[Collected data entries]
=======
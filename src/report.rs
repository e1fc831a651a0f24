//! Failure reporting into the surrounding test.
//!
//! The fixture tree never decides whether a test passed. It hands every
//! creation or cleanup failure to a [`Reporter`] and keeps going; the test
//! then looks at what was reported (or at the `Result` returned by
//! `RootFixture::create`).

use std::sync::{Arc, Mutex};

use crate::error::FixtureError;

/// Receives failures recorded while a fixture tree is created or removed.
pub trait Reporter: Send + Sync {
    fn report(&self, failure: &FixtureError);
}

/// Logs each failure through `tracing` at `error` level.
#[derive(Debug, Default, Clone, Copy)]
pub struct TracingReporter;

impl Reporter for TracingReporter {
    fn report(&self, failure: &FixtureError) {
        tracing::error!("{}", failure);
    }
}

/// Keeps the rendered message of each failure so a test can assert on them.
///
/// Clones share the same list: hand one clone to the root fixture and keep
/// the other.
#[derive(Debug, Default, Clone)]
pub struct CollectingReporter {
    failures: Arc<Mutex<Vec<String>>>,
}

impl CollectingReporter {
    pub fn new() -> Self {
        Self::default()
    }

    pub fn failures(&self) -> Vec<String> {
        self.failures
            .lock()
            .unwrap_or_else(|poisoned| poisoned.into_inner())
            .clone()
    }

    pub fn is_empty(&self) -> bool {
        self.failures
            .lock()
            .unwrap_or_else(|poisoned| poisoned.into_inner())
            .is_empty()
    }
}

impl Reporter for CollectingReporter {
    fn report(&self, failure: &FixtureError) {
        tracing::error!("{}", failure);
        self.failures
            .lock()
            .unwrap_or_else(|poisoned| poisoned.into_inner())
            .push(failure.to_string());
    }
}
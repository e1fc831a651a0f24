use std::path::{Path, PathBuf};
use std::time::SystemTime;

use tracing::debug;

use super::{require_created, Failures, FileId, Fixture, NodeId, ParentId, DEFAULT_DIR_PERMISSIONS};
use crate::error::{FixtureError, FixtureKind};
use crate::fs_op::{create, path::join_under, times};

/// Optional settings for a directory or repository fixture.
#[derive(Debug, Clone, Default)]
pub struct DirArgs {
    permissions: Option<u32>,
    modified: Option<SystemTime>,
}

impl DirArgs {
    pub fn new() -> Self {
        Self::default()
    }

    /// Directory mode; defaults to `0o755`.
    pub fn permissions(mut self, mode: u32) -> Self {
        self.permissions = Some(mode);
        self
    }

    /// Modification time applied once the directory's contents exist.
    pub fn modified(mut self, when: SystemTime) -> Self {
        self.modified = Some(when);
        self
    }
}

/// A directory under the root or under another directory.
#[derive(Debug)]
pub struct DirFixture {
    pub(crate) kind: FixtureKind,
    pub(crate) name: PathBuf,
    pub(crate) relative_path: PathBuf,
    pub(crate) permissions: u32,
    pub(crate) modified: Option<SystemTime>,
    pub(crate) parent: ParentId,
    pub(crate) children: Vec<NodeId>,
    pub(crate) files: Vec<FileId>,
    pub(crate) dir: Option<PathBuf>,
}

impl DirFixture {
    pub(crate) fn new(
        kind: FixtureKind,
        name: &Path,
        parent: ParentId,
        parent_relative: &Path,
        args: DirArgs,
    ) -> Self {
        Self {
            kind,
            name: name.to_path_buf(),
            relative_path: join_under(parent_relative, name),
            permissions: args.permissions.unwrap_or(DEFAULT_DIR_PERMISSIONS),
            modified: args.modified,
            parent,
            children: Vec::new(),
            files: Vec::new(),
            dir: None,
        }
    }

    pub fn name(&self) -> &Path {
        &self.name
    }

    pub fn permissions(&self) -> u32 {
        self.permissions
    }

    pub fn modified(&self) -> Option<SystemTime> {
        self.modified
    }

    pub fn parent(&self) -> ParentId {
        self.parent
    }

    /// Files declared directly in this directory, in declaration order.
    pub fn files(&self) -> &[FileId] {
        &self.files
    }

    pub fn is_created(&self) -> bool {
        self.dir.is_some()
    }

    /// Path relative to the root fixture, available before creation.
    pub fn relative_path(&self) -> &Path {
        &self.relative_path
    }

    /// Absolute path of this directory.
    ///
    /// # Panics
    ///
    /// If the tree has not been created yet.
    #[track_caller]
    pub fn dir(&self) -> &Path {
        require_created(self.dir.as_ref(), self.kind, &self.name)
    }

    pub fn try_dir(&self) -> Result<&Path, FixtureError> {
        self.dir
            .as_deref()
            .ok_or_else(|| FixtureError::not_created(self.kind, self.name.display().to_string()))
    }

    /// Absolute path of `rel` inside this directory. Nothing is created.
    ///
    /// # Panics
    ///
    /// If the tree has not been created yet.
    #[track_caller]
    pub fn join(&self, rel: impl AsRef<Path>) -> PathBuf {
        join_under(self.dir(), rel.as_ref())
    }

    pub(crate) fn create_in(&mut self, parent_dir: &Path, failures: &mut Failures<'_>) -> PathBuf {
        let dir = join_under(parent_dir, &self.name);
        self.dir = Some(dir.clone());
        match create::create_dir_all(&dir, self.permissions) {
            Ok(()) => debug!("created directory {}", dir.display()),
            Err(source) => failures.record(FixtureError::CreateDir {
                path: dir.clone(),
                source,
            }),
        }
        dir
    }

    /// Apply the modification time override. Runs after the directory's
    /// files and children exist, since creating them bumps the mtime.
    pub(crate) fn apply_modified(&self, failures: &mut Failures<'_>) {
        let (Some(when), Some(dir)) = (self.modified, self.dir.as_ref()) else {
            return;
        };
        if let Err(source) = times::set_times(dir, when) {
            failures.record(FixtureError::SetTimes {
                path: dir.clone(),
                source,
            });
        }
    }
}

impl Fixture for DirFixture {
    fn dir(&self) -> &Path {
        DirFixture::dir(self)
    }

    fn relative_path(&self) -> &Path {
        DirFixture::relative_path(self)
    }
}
=======
* _Directions for this task_:
Work out how many lines in the entries contain the string "ParentId", then reply with that number and nothing more.

* _Answer space_:
4